* **EXERCISE INSTRUCTIONS**:
Among the lines below, some may hold the word "happens"; state how many do, giving only the number.

───── INPUT MATERIAL

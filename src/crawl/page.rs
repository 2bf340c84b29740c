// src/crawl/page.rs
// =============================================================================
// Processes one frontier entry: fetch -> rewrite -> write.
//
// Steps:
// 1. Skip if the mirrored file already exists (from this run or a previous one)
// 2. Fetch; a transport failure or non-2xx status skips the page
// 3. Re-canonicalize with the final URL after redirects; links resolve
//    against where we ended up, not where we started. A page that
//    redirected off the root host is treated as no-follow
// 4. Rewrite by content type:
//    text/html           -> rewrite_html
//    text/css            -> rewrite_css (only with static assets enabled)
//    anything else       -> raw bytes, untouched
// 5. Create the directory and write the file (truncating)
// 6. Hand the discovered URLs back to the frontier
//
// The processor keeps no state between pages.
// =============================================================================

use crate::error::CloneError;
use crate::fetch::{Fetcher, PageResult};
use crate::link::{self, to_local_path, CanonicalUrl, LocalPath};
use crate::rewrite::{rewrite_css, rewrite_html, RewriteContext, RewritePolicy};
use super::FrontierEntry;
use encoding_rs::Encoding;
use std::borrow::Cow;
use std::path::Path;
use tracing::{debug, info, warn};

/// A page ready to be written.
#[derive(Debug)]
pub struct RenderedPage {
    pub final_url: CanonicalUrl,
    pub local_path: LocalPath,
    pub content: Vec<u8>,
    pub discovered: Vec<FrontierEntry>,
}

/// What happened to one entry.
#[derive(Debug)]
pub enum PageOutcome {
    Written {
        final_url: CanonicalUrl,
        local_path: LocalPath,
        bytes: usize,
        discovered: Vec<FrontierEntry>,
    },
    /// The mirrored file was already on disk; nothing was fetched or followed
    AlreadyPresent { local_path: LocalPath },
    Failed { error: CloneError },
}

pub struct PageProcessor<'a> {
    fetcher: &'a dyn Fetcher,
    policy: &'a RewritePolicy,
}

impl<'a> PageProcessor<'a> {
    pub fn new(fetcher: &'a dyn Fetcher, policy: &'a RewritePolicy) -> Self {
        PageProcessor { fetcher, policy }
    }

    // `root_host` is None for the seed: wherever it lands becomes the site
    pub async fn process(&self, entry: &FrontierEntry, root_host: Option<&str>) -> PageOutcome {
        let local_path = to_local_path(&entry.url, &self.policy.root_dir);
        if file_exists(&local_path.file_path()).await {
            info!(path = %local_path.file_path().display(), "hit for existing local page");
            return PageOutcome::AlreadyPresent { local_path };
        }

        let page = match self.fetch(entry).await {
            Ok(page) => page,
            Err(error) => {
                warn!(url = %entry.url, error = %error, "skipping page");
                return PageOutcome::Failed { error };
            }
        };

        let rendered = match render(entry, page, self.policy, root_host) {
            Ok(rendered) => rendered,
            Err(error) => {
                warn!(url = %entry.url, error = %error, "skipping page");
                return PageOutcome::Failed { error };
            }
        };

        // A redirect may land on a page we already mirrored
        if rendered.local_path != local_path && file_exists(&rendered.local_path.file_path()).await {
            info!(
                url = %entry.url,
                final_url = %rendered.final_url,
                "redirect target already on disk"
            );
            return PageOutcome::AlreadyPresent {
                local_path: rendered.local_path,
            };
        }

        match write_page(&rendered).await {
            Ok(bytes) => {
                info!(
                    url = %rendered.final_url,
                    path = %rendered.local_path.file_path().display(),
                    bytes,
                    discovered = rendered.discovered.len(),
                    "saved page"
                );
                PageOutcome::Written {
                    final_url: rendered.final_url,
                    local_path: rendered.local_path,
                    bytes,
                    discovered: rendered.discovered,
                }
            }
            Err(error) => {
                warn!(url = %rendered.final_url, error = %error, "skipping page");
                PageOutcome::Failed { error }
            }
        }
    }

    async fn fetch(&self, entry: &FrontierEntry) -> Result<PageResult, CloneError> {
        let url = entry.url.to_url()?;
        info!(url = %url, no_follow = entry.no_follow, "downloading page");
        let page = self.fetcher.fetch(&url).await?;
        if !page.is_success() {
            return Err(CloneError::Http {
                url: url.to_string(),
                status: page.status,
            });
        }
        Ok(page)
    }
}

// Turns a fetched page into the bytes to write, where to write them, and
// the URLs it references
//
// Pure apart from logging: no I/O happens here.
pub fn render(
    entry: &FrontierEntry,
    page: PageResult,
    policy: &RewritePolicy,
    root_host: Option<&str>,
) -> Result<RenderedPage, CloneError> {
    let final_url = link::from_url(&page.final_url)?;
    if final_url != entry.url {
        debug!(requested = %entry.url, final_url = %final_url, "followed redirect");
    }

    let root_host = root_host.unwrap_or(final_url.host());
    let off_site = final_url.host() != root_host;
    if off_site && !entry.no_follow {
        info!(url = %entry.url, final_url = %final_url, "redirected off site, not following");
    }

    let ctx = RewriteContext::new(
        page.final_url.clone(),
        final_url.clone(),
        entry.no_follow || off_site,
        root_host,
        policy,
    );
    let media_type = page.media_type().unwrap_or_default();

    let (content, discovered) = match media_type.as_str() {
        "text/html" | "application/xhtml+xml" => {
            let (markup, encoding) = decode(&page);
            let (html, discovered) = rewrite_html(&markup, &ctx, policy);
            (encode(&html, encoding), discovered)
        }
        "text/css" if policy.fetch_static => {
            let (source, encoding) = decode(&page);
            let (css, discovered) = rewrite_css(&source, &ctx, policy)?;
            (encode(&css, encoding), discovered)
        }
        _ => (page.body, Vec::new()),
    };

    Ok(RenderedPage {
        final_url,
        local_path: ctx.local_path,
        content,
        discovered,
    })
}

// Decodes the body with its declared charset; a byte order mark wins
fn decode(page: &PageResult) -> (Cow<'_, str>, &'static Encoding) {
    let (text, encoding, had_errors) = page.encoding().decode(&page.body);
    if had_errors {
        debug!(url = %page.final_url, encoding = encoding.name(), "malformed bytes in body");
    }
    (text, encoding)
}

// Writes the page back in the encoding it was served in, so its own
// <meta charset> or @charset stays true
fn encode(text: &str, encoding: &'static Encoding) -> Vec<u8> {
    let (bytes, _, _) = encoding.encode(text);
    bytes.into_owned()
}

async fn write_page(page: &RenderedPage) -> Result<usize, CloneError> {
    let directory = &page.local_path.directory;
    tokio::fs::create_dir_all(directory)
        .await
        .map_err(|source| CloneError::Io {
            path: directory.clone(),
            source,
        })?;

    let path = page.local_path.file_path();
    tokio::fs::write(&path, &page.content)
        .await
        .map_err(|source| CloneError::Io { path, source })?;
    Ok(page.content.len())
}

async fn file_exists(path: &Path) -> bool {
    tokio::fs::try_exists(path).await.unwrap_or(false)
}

──────────
───── INPUT MATERIAL

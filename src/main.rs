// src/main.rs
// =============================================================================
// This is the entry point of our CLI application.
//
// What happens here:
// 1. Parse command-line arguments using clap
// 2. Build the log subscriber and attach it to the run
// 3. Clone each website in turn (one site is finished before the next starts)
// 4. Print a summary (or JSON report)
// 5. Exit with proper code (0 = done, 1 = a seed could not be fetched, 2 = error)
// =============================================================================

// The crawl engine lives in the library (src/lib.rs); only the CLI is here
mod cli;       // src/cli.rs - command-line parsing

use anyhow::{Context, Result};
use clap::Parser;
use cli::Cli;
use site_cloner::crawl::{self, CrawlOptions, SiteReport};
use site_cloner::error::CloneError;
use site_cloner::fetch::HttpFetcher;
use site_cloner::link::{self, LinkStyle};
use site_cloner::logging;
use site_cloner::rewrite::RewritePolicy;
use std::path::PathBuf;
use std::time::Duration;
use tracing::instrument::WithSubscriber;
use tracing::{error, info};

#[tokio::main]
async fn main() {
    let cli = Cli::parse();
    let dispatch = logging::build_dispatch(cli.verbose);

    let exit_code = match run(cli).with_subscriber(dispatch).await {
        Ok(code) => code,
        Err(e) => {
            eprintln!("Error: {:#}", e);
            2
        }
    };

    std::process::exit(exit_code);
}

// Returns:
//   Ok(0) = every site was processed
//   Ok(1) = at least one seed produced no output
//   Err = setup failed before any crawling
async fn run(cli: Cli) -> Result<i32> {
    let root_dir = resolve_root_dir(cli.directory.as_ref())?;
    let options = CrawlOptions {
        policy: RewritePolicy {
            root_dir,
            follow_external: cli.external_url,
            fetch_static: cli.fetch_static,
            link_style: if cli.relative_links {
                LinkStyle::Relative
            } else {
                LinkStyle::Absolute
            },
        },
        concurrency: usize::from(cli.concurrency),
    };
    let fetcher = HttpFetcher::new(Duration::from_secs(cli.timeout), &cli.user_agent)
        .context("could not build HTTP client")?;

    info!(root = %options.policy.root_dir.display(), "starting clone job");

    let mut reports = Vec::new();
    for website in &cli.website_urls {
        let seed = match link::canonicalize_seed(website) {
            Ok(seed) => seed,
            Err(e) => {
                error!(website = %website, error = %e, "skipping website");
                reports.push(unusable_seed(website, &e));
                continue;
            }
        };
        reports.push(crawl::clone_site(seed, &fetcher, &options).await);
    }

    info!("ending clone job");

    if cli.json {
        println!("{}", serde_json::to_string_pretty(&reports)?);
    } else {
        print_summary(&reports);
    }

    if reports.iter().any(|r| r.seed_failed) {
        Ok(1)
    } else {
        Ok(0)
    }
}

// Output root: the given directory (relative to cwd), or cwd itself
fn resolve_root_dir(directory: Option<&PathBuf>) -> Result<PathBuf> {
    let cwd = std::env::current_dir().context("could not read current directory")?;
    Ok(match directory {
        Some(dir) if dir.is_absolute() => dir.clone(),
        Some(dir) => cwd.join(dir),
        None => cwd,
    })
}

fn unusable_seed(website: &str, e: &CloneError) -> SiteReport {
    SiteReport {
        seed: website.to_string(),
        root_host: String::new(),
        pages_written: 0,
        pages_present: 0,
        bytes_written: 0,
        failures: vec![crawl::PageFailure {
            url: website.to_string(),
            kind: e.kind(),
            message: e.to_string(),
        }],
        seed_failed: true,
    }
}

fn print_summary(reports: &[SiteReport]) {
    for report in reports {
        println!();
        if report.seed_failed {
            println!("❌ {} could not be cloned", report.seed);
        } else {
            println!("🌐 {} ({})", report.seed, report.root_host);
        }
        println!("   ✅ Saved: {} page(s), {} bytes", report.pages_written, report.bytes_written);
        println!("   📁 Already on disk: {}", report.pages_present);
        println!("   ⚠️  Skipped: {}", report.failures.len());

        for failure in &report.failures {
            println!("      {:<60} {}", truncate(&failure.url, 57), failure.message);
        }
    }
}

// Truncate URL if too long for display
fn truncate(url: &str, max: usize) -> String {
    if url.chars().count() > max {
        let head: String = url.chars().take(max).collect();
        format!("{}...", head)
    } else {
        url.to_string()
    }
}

──────────

* **PROBLEM SOLUTION**:
2